'''

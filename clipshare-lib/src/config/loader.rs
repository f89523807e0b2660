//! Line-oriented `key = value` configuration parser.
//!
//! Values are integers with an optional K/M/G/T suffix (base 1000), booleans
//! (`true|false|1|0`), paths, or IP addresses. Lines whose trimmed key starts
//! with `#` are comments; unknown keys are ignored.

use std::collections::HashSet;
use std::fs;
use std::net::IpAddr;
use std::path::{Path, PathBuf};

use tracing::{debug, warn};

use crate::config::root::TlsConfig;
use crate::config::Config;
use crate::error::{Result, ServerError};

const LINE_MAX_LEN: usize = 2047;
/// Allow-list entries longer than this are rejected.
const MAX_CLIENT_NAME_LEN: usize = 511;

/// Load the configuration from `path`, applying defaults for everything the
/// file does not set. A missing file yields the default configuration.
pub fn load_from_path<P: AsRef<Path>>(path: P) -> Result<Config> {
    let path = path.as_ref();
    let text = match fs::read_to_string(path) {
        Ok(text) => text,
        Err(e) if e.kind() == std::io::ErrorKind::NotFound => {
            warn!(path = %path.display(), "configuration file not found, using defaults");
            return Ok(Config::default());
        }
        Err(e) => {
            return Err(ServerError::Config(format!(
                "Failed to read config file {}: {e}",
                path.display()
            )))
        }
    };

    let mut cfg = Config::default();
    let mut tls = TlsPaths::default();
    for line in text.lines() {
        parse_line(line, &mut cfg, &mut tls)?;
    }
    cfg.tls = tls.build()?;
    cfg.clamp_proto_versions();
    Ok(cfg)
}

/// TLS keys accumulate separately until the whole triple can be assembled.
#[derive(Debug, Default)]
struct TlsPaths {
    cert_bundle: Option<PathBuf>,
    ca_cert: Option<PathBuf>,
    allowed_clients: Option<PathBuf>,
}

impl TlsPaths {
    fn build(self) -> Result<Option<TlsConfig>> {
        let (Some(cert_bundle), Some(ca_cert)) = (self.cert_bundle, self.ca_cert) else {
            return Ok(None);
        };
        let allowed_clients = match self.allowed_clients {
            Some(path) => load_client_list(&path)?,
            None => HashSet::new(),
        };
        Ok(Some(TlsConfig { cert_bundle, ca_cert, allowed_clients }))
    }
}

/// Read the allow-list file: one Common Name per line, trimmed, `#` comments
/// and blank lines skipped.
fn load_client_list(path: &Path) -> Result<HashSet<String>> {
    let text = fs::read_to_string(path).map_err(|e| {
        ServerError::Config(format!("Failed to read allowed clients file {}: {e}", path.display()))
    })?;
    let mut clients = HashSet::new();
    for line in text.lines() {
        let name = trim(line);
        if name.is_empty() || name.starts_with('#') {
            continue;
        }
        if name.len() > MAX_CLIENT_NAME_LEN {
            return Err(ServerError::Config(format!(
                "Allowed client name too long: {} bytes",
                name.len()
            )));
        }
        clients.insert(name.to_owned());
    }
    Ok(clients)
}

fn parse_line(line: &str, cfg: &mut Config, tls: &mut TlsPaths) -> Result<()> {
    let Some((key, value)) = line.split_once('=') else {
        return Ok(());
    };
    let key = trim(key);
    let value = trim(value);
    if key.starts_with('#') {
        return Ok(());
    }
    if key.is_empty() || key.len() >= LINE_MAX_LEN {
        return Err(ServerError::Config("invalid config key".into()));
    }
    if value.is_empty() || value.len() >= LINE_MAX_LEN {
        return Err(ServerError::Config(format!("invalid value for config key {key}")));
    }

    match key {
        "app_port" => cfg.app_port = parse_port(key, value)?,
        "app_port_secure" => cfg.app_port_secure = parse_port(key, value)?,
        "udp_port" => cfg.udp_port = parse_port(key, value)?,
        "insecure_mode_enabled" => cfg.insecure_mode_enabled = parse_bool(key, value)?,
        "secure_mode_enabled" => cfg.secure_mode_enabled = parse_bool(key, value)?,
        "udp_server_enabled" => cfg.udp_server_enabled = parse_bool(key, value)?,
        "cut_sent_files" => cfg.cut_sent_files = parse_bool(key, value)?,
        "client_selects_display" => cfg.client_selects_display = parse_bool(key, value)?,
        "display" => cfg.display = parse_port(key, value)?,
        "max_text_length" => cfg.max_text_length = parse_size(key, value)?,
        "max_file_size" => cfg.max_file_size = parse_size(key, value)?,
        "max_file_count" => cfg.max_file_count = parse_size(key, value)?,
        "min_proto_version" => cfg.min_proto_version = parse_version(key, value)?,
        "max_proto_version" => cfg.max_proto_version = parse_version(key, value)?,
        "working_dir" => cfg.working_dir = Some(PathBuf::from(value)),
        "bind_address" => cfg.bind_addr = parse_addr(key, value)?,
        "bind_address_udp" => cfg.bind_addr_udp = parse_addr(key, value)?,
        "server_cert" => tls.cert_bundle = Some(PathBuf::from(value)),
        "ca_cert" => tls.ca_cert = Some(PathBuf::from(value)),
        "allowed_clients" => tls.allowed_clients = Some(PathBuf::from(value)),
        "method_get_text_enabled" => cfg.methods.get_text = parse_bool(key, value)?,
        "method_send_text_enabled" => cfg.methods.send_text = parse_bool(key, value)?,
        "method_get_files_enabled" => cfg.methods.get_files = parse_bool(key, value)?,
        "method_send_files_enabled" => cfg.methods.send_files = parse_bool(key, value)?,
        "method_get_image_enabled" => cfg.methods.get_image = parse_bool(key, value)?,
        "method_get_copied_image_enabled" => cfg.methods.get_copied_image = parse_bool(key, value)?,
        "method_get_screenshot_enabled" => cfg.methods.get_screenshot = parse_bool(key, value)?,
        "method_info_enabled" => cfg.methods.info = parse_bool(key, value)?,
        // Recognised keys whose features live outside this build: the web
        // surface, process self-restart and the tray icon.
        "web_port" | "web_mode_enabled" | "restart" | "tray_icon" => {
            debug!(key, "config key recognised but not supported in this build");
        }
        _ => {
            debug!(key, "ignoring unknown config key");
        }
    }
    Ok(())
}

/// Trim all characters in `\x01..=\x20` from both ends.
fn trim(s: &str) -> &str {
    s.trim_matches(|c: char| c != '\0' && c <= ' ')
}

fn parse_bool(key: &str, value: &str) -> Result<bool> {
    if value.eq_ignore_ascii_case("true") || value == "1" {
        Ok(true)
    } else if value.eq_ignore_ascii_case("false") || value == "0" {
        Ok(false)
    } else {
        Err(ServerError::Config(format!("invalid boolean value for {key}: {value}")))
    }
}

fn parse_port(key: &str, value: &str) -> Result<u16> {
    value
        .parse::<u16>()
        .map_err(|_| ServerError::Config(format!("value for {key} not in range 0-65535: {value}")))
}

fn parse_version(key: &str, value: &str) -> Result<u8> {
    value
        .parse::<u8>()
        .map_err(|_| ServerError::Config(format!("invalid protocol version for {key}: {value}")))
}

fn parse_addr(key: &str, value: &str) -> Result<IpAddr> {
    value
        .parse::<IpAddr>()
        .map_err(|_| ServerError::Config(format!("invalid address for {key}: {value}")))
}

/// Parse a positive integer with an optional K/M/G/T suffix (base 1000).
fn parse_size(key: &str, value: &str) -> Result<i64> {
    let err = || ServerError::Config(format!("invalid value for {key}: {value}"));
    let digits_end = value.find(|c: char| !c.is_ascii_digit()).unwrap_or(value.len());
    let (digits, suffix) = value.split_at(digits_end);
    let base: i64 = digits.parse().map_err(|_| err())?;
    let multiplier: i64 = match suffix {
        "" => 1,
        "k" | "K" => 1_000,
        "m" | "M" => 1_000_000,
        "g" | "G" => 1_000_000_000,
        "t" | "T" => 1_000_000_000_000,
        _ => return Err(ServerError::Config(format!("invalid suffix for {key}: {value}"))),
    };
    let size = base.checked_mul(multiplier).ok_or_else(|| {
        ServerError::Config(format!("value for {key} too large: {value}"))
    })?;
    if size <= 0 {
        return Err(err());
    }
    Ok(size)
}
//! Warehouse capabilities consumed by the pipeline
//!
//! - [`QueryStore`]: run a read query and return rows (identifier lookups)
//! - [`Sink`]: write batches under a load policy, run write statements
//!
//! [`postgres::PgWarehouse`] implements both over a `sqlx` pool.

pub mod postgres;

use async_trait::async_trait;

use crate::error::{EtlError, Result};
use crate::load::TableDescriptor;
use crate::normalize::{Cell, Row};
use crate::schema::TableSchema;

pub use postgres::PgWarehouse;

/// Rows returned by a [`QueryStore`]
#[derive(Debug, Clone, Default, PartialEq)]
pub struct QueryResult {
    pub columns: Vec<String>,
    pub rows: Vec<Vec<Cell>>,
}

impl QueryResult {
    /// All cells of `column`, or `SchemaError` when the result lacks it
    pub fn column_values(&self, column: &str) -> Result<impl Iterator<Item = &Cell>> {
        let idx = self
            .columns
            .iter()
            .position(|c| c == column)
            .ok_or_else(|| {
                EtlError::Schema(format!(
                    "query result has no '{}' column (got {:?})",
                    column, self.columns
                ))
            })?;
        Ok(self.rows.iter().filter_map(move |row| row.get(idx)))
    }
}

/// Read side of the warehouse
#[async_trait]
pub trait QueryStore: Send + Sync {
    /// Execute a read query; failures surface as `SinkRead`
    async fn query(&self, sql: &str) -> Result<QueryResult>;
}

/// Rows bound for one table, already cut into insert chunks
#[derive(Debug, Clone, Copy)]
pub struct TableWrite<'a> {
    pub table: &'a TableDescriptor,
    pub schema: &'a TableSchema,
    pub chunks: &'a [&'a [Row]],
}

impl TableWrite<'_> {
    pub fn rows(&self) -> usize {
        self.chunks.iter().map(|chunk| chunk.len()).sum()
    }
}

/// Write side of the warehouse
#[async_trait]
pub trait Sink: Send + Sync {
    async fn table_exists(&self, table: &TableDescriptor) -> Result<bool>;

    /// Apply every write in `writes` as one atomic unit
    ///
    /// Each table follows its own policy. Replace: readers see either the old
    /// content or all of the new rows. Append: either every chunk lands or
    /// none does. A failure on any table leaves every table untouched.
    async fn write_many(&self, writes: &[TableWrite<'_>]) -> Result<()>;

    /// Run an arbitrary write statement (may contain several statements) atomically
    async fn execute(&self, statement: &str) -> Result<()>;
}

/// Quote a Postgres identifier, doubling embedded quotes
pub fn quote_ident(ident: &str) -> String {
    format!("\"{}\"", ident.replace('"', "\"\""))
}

'''

▶ [DIRECTIONS FOR THIS TASK]:
Search the listing above for the string "IpAddr". Copy every line that contains it.

▶ [RESULT OF THE EXERCISE]:
use std::net::IpAddr;
fn parse_addr(key: &str, value: &str) -> Result<IpAddr> {
        .parse::<IpAddr>()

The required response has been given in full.